Genome ancestry mosaics reveal multiple and cryptic contributors to cultivated banana

Summary Hybridizations between closely related species commonly occur in the domestication process of many crops. Banana cultivars are derived from such hybridizations between species and subspecies of the Musa genus that have diverged in various tropical Southeast Asian regions and archipelagos. Among the diploid and triploid hybrids generated, those with seedless parthenocarpic fruits were selected by humans and thereafter dispersed through vegetative propagation. Musa acuminata subspecies contribute to most of these cultivars. We analyzed sequence data from 14 M. acuminata wild accessions and 10 M. acuminata‐based cultivars, including diploids and one triploid, to characterize the ancestral origins along their chromosomes. We used multivariate analysis and single nucleotide polymorphism clustering and identified five ancestral groups as contributors to these cultivars. Four of these corresponded to known M. acuminata subspecies. A fifth group, found only in cultivars, was defined based on the ‘Pisang Madu’ cultivar and represented two uncharacterized genetic pools. Diverse ancestral contributions along cultivar chromosomes were found, resulting in mosaics with at least three and up to five ancestries. The commercially important triploid Cavendish banana cultivar had contributions from at least one of the uncharacterized genetic pools and three known M. acuminata subspecies. Our results highlighted that cultivated banana origins are more complex than expected – involving multiple hybridization steps – and also that major wild banana ancestors have yet to be identified. This study revealed the extent to which admixture has framed the evolution and domestication of a crop plant.
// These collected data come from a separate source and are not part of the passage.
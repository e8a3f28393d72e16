//! CLI command implementations
//!
//! Both commands load the configuration, open one session, and answer
//! requests with JSON on stdout. Logs go to stderr.

use std::io::{self, BufRead, Write};
use std::path::Path;

use serde_json::Value;

use crate::observability::{log_event_with_fields, Event, Logger, Severity};
use crate::query::QueryDescription;
use crate::schema::FieldSchema;
use crate::source::{SourceConfig, SourceSession, TableDefinition};

use super::args::{Cli, Command};
use super::errors::{CliError, CliResult};
use super::io::{read_request, read_requests, write_error, write_response};

/// Main CLI entry point
///
/// Parses arguments and dispatches to the appropriate command.
/// This is the only function that main.rs should call.
pub fn run() -> CliResult<()> {
    let cli = Cli::parse_args();
    let severity = Severity::parse(&cli.log_level).ok_or_else(|| {
        CliError::config_error(format!("Invalid log level: '{}'", cli.log_level))
    })?;
    Logger::set_min_severity(severity);
    run_command(cli.command)
}

/// Run the appropriate command based on CLI args
pub fn run_command(cmd: Command) -> CliResult<()> {
    match cmd {
        Command::Query { config } => query(&config),
        Command::Serve { config } => serve(&config),
    }
}

/// Answer a single request read from stdin
pub fn query(config_path: &Path) -> CliResult<()> {
    let mut session = open_session(config_path)?;
    let stdin = io::stdin();
    let stdout = io::stdout();
    query_with(&mut session, &mut stdin.lock(), &mut stdout.lock())
}

/// Answer line-delimited requests from stdin until EOF
pub fn serve(config_path: &Path) -> CliResult<()> {
    let mut session = open_session(config_path)?;
    let stdin = io::stdin();
    let stdout = io::stdout();
    serve_with(&mut session, stdin.lock(), &mut stdout.lock())
}

/// Load the configuration and open a session over it
pub fn open_session(config_path: &Path) -> CliResult<SourceSession> {
    let config = SourceConfig::load(config_path)?;
    Ok(SourceSession::open(config)?)
}

/// One request in, one response out
pub fn query_with<R: BufRead, W: Write>(
    session: &mut SourceSession,
    input: &mut R,
    out: &mut W,
) -> CliResult<()> {
    let result = read_request(input).and_then(|request| handle_request(session, &request));
    respond(out, result)
}

/// Serving loop over one session.
///
/// A bad request gets an error line and the loop continues; a failed read
/// from `input` ends it.
pub fn serve_with<R: BufRead, W: Write>(
    session: &mut SourceSession,
    input: R,
    out: &mut W,
) -> CliResult<()> {
    log_event_with_fields(
        Event::Serving,
        &[("session", &session.id().to_string())],
    );

    for request_result in read_requests(input) {
        match request_result {
            Ok(request) => {
                let result = handle_request(session, &request);
                respond(out, result)?;
            }
            Err(e) if e.is_fatal() => {
                write_error(out, e.code_str(), e.message())?;
                return Err(e);
            }
            Err(e) => respond(out, Err(e))?,
        }
    }

    Ok(())
}

/// Runs one parsed request against the session and returns the response
/// data: an array of records, or `{"count": n}`.
pub fn handle_request(session: &mut SourceSession, request: &Value) -> CliResult<Value> {
    let obj = request
        .as_object()
        .ok_or_else(|| CliError::request_error("Request must be a JSON object"))?;

    let table = match obj.get("table") {
        Some(Value::String(table)) => table.as_str(),
        Some(_) => return Err(CliError::request_error("'table' must be a string")),
        None => return Err(CliError::request_error("Missing 'table'")),
    };

    let query = QueryDescription::from_json(request)?;

    let output = match obj.get("schema") {
        None | Some(Value::Null) => session.read_table(table, &query)?,
        Some(schema) => {
            let definition = TableDefinition::new(table, parse_schema(schema)?);
            session.read_model(&definition, &query)?
        }
    };

    Ok(output.outcome.to_json())
}

fn parse_schema(value: &Value) -> CliResult<FieldSchema> {
    let items = value
        .as_array()
        .ok_or_else(|| CliError::request_error("'schema' must be an array of field names"))?;

    let names = items
        .iter()
        .map(|item| {
            item.as_str()
                .ok_or_else(|| CliError::request_error("'schema' must be an array of field names"))
        })
        .collect::<CliResult<Vec<&str>>>()?;

    Ok(FieldSchema::new(names)?)
}

fn respond<W: Write>(out: &mut W, result: CliResult<Value>) -> CliResult<()> {
    match result {
        Ok(data) => write_response(out, data),
        Err(e) if e.is_fatal() => Err(e),
        Err(e) => {
            Logger::warn(
                Event::RequestRejected.as_str(),
                &[("code", e.code_str()), ("message", e.message())],
            );
            write_error(out, e.code_str(), e.message())
        }
    }
}
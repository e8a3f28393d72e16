//! Executor error types
//!
//! Error codes:
//! - CSVQ_READ_FAILED: the stream failed mid-scan
//!
//! Rows with too few cells are not errors: the scan drops them and counts
//! them in its stats. A failed scan leaves the engine usable.

use std::fmt;
use std::io;

/// Executor-specific error codes
#[derive(Debug, Clone, Copy, PartialEq, Eq)]
pub enum ExecutorErrorCode {
    /// The stream failed while reading a row
    CsvqReadFailed,
}

impl ExecutorErrorCode {
    /// Returns the string code
    pub fn code(&self) -> &'static str {
        match self {
            ExecutorErrorCode::CsvqReadFailed => "CSVQ_READ_FAILED",
        }
    }
}

impl fmt::Display for ExecutorErrorCode {
    fn fmt(&self, f: &mut fmt::Formatter<'_>) -> fmt::Result {
        write!(f, "{}", self.code())
    }
}

/// Executor error type with full context
#[derive(Debug)]
pub struct ExecutorError {
    /// Error code
    code: ExecutorErrorCode,
    /// Human-readable message, including the physical line when known
    message: String,
    /// Underlying IO error
    source: io::Error,
}

impl ExecutorError {
    /// Reading the stream failed at `line` (the line being read, header = 0)
    pub fn read_failed(line: u64, source: io::Error) -> Self {
        Self {
            code: ExecutorErrorCode::CsvqReadFailed,
            message: format!("Read failed at line {}: {}", line, source),
            source,
        }
    }

    /// Returns the error code
    pub fn code(&self) -> ExecutorErrorCode {
        self.code
    }

    /// Returns the error message
    pub fn message(&self) -> &str {
        &self.message
    }

    /// Consumes the error and returns the underlying IO error
    pub fn into_source(self) -> io::Error {
        self.source
    }
}

impl fmt::Display for ExecutorError {
    fn fmt(&self, f: &mut fmt::Formatter<'_>) -> fmt::Result {
        write!(f, "{}: {}", self.code.code(), self.message)
    }
}

impl std::error::Error for ExecutorError {
    fn source(&self) -> Option<&(dyn std::error::Error + 'static)> {
        Some(&self.source)
    }
}

/// Result type for executor operations
pub type ExecutorResult<T> = Result<T, ExecutorError>;
//! Table descriptions handed to a session
//!
//! A caller describes a table by name and schema, either by implementing
//! [`TableModel`] on its own type or by using [`TableDefinition`].

use crate::query::QueryDescription;
use crate::schema::FieldSchema;

/// Anything that can name a table and its schema
pub trait TableModel {
    /// Table name; the backing file is `<path>/<name>.<extension>`
    fn table_name(&self) -> &str;

    /// Ordered field names of the table
    fn schema(&self) -> &FieldSchema;
}

/// A table name paired with its schema
#[derive(Debug, Clone, PartialEq, Eq)]
pub struct TableDefinition {
    pub name: String,
    pub schema: FieldSchema,
}

impl TableDefinition {
    pub fn new(name: impl Into<String>, schema: FieldSchema) -> Self {
        Self {
            name: name.into(),
            schema,
        }
    }
}

impl TableModel for TableDefinition {
    fn table_name(&self) -> &str {
        &self.name
    }

    fn schema(&self) -> &FieldSchema {
        &self.schema
    }
}

/// Everything one scan needs
#[derive(Debug, Clone, Copy)]
pub struct ScanRequest<'a> {
    pub table: &'a str,
    pub schema: &'a FieldSchema,
    pub query: &'a QueryDescription,
}

impl<'a> ScanRequest<'a> {
    /// Builds a request from a table model and a query
    pub fn new<M: TableModel + ?Sized>(model: &'a M, query: &'a QueryDescription) -> Self {
        Self {
            table: model.table_name(),
            schema: model.schema(),
            query,
        }
    }
}
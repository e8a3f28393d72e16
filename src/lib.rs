//! csvquery - read-only queries over delimited text files
//!
//! Each table is one file under a base directory. A scan reads the file
//! from the top, decodes rows against a caller-supplied field schema,
//! filters them with a condition tree, and returns one page of records.

pub mod cli;
pub mod executor;
pub mod observability;
pub mod query;
pub mod schema;
pub mod source;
Significance Statement Hybridizations between subspecies of Musa acuminata are at the origin of a diversity of banana cultivars whose genomes remain to be fully characterized for their ancestry. We developed a bioinformatics approach to decipher the genome ancestry mosaic in a set of banana cultivars including the commercially important Cavendish banana. We revealed that the cultivars resulted from multiple hybridization events involving known M. acuminata subspecies but also unknown contributors still to be discovered. These results bring essential information for breeding strategies in this crop that is particularly threatened by disease.